Goal of the exercise =
Restate word for word the entries below, starting with the line with "end: Some(NOW +" and continuing through the line with "for a user.". Include both of those lines and no others.

(Saved data entries)
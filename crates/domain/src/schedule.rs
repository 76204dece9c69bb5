// Copyright (C) 2026 Fred Clausen
// Use of this source code is governed by an MIT-style
// license that can be found in the LICENSE file or at
// https://opensource.org/licenses/MIT.

//! Vote schedule and the time-derived vote state machine.
//!
//! A vote has no stored status. Its state is a pure function of the
//! schedule and the current time:
//!
//! - `Pending` while `now < start`
//! - `Open` while `start <= now` and either no end is set or `now < end`
//! - `Closed` once `now >= end`

use time::OffsetDateTime;

use crate::error::DomainError;

/// The derived state of a vote at a given instant.
#[derive(Debug, Clone, Copy, PartialEq, Eq, Hash)]
pub enum VoteState {
    /// The ballot window has not started.
    Pending,
    /// Ballots are accepted.
    Open,
    /// The ballot window has ended.
    Closed,
}

impl VoteState {
    /// Returns the wire label for the state.
    #[must_use]
    pub const fn as_str(&self) -> &'static str {
        match self {
            Self::Pending => "PENDING",
            Self::Open => "OPEN",
            Self::Closed => "CLOSED",
        }
    }
}

/// The ballot window of a vote.
#[derive(Debug, Clone, Copy, PartialEq, Eq)]
pub struct VoteSchedule {
    start: OffsetDateTime,
    end: Option<OffsetDateTime>,
}

impl VoteSchedule {
    /// Creates a schedule.
    ///
    /// # Arguments
    ///
    /// * `start` - When ballots start being accepted
    /// * `end` - When ballots stop being accepted, `None` for open-ended
    ///
    /// # Errors
    ///
    /// Returns `DomainError::InvalidSchedule` if `end` is not after `start`.
    pub fn new(start: OffsetDateTime, end: Option<OffsetDateTime>) -> Result<Self, DomainError> {
        if let Some(end) = end
            && end <= start
        {
            return Err(DomainError::InvalidSchedule { start, end });
        }
        Ok(Self { start, end })
    }

    /// Returns the start of the window.
    #[must_use]
    pub const fn start(&self) -> OffsetDateTime {
        self.start
    }

    /// Returns the end of the window, if any.
    #[must_use]
    pub const fn end(&self) -> Option<OffsetDateTime> {
        self.end
    }

    /// Returns the state of the vote at `now`.
    #[must_use]
    pub fn state_at(&self, now: OffsetDateTime) -> VoteState {
        if now < self.start {
            VoteState::Pending
        } else if self.end.is_some_and(|end| now >= end) {
            VoteState::Closed
        } else {
            VoteState::Open
        }
    }

    /// Returns whether ballots are accepted at `now`.
    #[must_use]
    pub fn is_active_at(&self, now: OffsetDateTime) -> bool {
        self.state_at(now) == VoteState::Open
    }
}
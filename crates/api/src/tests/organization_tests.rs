// Copyright (C) 2026 Fred Clausen
// Use of this source code is governed by an MIT-style
// license that can be found in the LICENSE file or at
// https://opensource.org/licenses/MIT.

use orgvote_domain::MemberRole;
use time::Duration;

use crate::{
    ApiError, CreateOrganizationRequest, create_organization, delete_organization,
    list_created_organizations, list_memberships,
};

use super::helpers::{NOW, create_team_lead, register, setup_acme, setup_test_persistence};

fn named(name: &str) -> CreateOrganizationRequest {
    CreateOrganizationRequest {
        name: name.to_string(),
    }
}

#[test]
fn test_create_organization_makes_creator_admin() {
    let mut persistence = setup_test_persistence();
    let founder = register(&mut persistence, "Founder", None);

    let organization = create_organization(&mut persistence, &founder, &named("  Globex "), NOW).unwrap();

    assert_eq!(organization.name, "Globex");
    assert_eq!(organization.creator_id, founder.user_id);
    assert_eq!(organization.created_at, "2026-05-04T12:00:00Z");
    let membership = persistence
        .get_membership(organization.organization_id, founder.user_id)
        .unwrap()
        .unwrap();
    assert_eq!(membership.role, MemberRole::Admin);
}

#[test]
fn test_create_organization_rejects_blank_name() {
    let mut persistence = setup_test_persistence();
    let founder = register(&mut persistence, "Founder", None);

    let result = create_organization(&mut persistence, &founder, &named("   "), NOW);

    assert!(matches!(result, Err(ApiError::InvalidInput { .. })));
}

#[test]
fn test_list_created_and_memberships() {
    let mut acme = setup_acme();
    create_organization(
        &mut acme.persistence,
        &acme.carol,
        &named("Carol's Club"),
        NOW + Duration::minutes(5),
    )
    .unwrap();

    let created = list_created_organizations(&mut acme.persistence, &acme.carol).unwrap();
    let memberships = list_memberships(&mut acme.persistence, &acme.carol).unwrap();

    assert_eq!(created.organizations.len(), 1);
    assert_eq!(created.organizations[0].name, "Carol's Club");

    let summary: Vec<(&str, MemberRole)> = memberships
        .memberships
        .iter()
        .map(|m| (m.organization.name.as_str(), m.role))
        .collect();
    assert_eq!(
        summary,
        vec![
            ("Carol's Club", MemberRole::Admin),
            ("Acme", MemberRole::Member)
        ]
    );
}

#[test]
fn test_only_creator_deletes_organization() {
    let mut acme = setup_acme();
    create_team_lead(&mut acme);

    let by_member = delete_organization(&mut acme.persistence, &acme.carol, acme.organization_id);
    assert_eq!(by_member.unwrap_err().kind(), "forbidden");

    delete_organization(&mut acme.persistence, &acme.admin, acme.organization_id).unwrap();

    assert!(acme
        .persistence
        .get_organization(acme.organization_id)
        .unwrap()
        .is_none());
    assert!(acme
        .persistence
        .list_vote_snapshots(acme.organization_id)
        .unwrap()
        .is_empty());

    let again = delete_organization(&mut acme.persistence, &acme.admin, acme.organization_id);
    assert_eq!(again.unwrap_err().kind(), "not_found");
}
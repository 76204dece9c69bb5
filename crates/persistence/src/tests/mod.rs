// Copyright (C) 2026 Fred Clausen
// Use of this source code is governed by an MIT-style
// license that can be found in the LICENSE file or at
// https://opensource.org/licenses/MIT.

#![allow(clippy::expect_used, clippy::unwrap_used)]

mod initialization_tests;

use orgvote::{DepartmentCommand, VoteDraft};
use orgvote_domain::{MemberRole, VoteType};
use time::{Duration, OffsetDateTime, macros::datetime};

use crate::{DepartmentOutcome, SqlitePersistence};

pub const NOW: OffsetDateTime = datetime!(2026-05-04 12:00 UTC);

/// The "Acme" organization used across tests.
///
/// Departments: `Eng` with child `Backend`. Alice and Bob stand as
/// candidates, Carol and Dave vote.
pub struct Acme {
    pub organization_id: i64,
    pub admin: i64,
    pub alice: i64,
    pub bob: i64,
    pub carol: i64,
    pub dave: i64,
    pub eng: i64,
    pub backend: i64,
}

pub fn create_test_persistence() -> SqlitePersistence {
    SqlitePersistence::new_in_memory().expect("Failed to create in-memory persistence")
}

pub fn create_test_user(persistence: &mut SqlitePersistence, name: &str) -> i64 {
    let email: String = format!("{}@example.com", name.to_lowercase());
    persistence
        .create_user(name, &email, "password123", NOW)
        .expect("Failed to create user")
}

pub fn create_department(
    persistence: &mut SqlitePersistence,
    organization_id: i64,
    name: &str,
    parent_id: Option<i64>,
) -> i64 {
    let outcome: DepartmentOutcome = persistence
        .apply_department_command(
            organization_id,
            DepartmentCommand::Create {
                name: name.to_string(),
                parent_id,
            },
            NOW,
        )
        .expect("Failed to create department");
    match outcome {
        DepartmentOutcome::Created(id) => id,
        other => panic!("Expected Created, got {other:?}"),
    }
}

pub fn setup_acme(persistence: &mut SqlitePersistence) -> Acme {
    let admin: i64 = create_test_user(persistence, "Admin");
    let organization_id: i64 = persistence
        .create_organization("Acme", admin, NOW)
        .expect("Failed to create organization");

    let alice: i64 = create_test_user(persistence, "Alice");
    let bob: i64 = create_test_user(persistence, "Bob");
    let carol: i64 = create_test_user(persistence, "Carol");
    let dave: i64 = create_test_user(persistence, "Dave");
    for user_id in [alice, bob, carol, dave] {
        persistence
            .add_organization_member(organization_id, user_id, MemberRole::Member, NOW)
            .expect("Failed to add member");
    }

    let eng: i64 = create_department(persistence, organization_id, "Eng", None);
    let backend: i64 = create_department(persistence, organization_id, "Backend", Some(eng));

    Acme {
        organization_id,
        admin,
        alice,
        bob,
        carol,
        dave,
        eng,
        backend,
    }
}

/// A "Team Lead" draft open from one hour before `NOW` to one hour after.
pub fn team_lead_draft(acme: &Acme) -> VoteDraft {
    VoteDraft {
        name: String::from("Team Lead"),
        description: String::from("Pick the next team lead"),
        department_id: None,
        candidate_user_ids: vec![acme.alice, acme.bob],
        start: Some(NOW - Duration::hours(1)),
        end: Some(NOW + Duration::hours(1)),
        is_anonymous: false,
        vote_type: VoteType::SingleChoice,
    }
}

/// Returns the `VoteCandidate` id registered for a user.
pub fn candidate_id_for(persistence: &mut SqlitePersistence, vote_id: i64, user_id: i64) -> i64 {
    persistence
        .get_vote_snapshot(vote_id)
        .unwrap()
        .unwrap()
        .candidate_for_user(user_id)
        .map(|c| c.candidate_id)
        .expect("User is not a candidate")
}
// Copyright (C) 2026 Fred Clausen
// Use of this source code is governed by an MIT-style
// license that can be found in the LICENSE file or at
// https://opensource.org/licenses/MIT.

//! User and membership queries.

use std::collections::HashMap;

use diesel::prelude::*;
use diesel::SqliteConnection;
use num_traits::ToPrimitive;
use orgvote_domain::{MemberRole, Membership, User};
use tracing::debug;

use crate::data_models::VoterData;
use crate::diesel_schema::{department_members, departments, organization_members, users};
use crate::error::PersistenceError;

/// Diesel Queryable struct for user rows.
#[derive(Queryable, Selectable)]
#[diesel(table_name = users)]
struct UserRow {
    user_id: i64,
    name: String,
    email: String,
    vote_participation_count: i32,
}

impl From<UserRow> for User {
    fn from(row: UserRow) -> Self {
        Self {
            user_id: row.user_id,
            name: row.name,
            email: row.email,
            vote_participation_count: row.vote_participation_count.to_u32().unwrap_or(0),
        }
    }
}

/// Diesel Queryable struct for organization membership rows.
#[derive(Queryable, Selectable)]
#[diesel(table_name = organization_members)]
struct MembershipRow {
    organization_id: i64,
    user_id: i64,
    role: String,
}

impl TryFrom<MembershipRow> for Membership {
    type Error = PersistenceError;

    fn try_from(row: MembershipRow) -> Result<Self, Self::Error> {
        Ok(Self {
            organization_id: row.organization_id,
            user_id: row.user_id,
            role: MemberRole::parse(&row.role)
                .map_err(|e| PersistenceError::CorruptRecord(e.to_string()))?,
        })
    }
}

/// Retrieves a user by ID.
///
/// # Errors
///
/// Returns an error if the database query fails.
/// Returns `Ok(None)` if the user does not exist.
pub fn get_user(conn: &mut SqliteConnection, user_id: i64) -> Result<Option<User>, PersistenceError> {
    debug!(user_id, "Looking up user");

    let row: Option<UserRow> = users::table
        .filter(users::user_id.eq(user_id))
        .select(UserRow::as_select())
        .first(conn)
        .optional()?;

    Ok(row.map(User::from))
}

/// Retrieves a user by normalized email.
///
/// # Errors
///
/// Returns an error if the database query fails.
pub fn get_user_by_email(
    conn: &mut SqliteConnection,
    email: &str,
) -> Result<Option<User>, PersistenceError> {
    let row: Option<UserRow> = users::table
        .filter(users::email.eq(email))
        .select(UserRow::as_select())
        .first(conn)
        .optional()?;

    Ok(row.map(User::from))
}

/// Retrieves the users with the given IDs, ordered by ID.
///
/// Unknown IDs are skipped.
///
/// # Errors
///
/// Returns an error if the database query fails.
pub fn get_users(conn: &mut SqliteConnection, user_ids: &[i64]) -> Result<Vec<User>, PersistenceError> {
    if user_ids.is_empty() {
        return Ok(Vec::new());
    }

    let rows: Vec<UserRow> = users::table
        .filter(users::user_id.eq_any(user_ids))
        .order(users::user_id.asc())
        .select(UserRow::as_select())
        .load(conn)?;

    Ok(rows.into_iter().map(User::from).collect())
}

/// Retrieves a user's membership in an organization.
///
/// # Errors
///
/// Returns an error if the database query fails or the stored role is
/// unknown.
pub fn get_membership(
    conn: &mut SqliteConnection,
    organization_id: i64,
    user_id: i64,
) -> Result<Option<Membership>, PersistenceError> {
    let row: Option<MembershipRow> = organization_members::table
        .filter(organization_members::organization_id.eq(organization_id))
        .filter(organization_members::user_id.eq(user_id))
        .select(MembershipRow::as_select())
        .first(conn)
        .optional()?;

    row.map(Membership::try_from).transpose()
}

/// Lists every membership row of an organization.
///
/// # Errors
///
/// Returns an error if the database query fails or a stored role is
/// unknown.
pub fn list_organization_memberships(
    conn: &mut SqliteConnection,
    organization_id: i64,
) -> Result<Vec<Membership>, PersistenceError> {
    let rows: Vec<MembershipRow> = organization_members::table
        .filter(organization_members::organization_id.eq(organization_id))
        .order(organization_members::membership_id.asc())
        .select(MembershipRow::as_select())
        .load(conn)?;

    rows.into_iter().map(Membership::try_from).collect()
}

/// Lists the membership rows of a user across organizations.
///
/// # Errors
///
/// Returns an error if the database query fails or a stored role is
/// unknown.
pub fn list_user_memberships(
    conn: &mut SqliteConnection,
    user_id: i64,
) -> Result<Vec<Membership>, PersistenceError> {
    let rows: Vec<MembershipRow> = organization_members::table
        .filter(organization_members::user_id.eq(user_id))
        .select(MembershipRow::as_select())
        .load(conn)?;

    rows.into_iter().map(Membership::try_from).collect()
}

/// Lists the departments of an organization that a user belongs to.
///
/// # Errors
///
/// Returns an error if the database query fails.
pub fn list_user_department_ids(
    conn: &mut SqliteConnection,
    organization_id: i64,
    user_id: i64,
) -> Result<Vec<i64>, PersistenceError> {
    let organization_departments: Vec<i64> = departments::table
        .filter(departments::organization_id.eq(organization_id))
        .select(departments::department_id)
        .load(conn)?;

    let ids: Vec<i64> = department_members::table
        .filter(department_members::user_id.eq(user_id))
        .filter(department_members::department_id.eq_any(&organization_departments))
        .order(department_members::department_id.asc())
        .select(department_members::department_id)
        .load(conn)?;

    Ok(ids)
}

/// Lists non-admin members of an organization with their departments.
///
/// # Errors
///
/// Returns an error if the database query fails.
pub fn list_voters(
    conn: &mut SqliteConnection,
    organization_id: i64,
) -> Result<Vec<VoterData>, PersistenceError> {
    let voter_ids: Vec<i64> = organization_members::table
        .filter(organization_members::organization_id.eq(organization_id))
        .filter(organization_members::role.ne(MemberRole::Admin.as_str()))
        .select(organization_members::user_id)
        .load(conn)?;

    let voters: Vec<User> = get_users(conn, &voter_ids)?;

    let organization_departments: Vec<i64> = departments::table
        .filter(departments::organization_id.eq(organization_id))
        .select(departments::department_id)
        .load(conn)?;

    let assignments: Vec<(i64, i64)> = department_members::table
        .filter(department_members::user_id.eq_any(&voter_ids))
        .filter(department_members::department_id.eq_any(&organization_departments))
        .order(department_members::department_id.asc())
        .select((department_members::user_id, department_members::department_id))
        .load(conn)?;

    let mut by_user: HashMap<i64, Vec<i64>> = HashMap::new();
    for (user_id, department_id) in assignments {
        by_user.entry(user_id).or_default().push(department_id);
    }

    debug!(organization_id, count = voters.len(), "Listed voters");

    Ok(voters
        .into_iter()
        .map(|user| VoterData {
            department_ids: by_user.remove(&user.user_id).unwrap_or_default(),
            user,
        })
        .collect())
}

Solution below =
        end: Some(NOW + Duration::hours(1)),
        is_anonymous: false,
        vote_type: VoteType::SingleChoice,
    }
}

/// Returns the `VoteCandidate` id registered for a user.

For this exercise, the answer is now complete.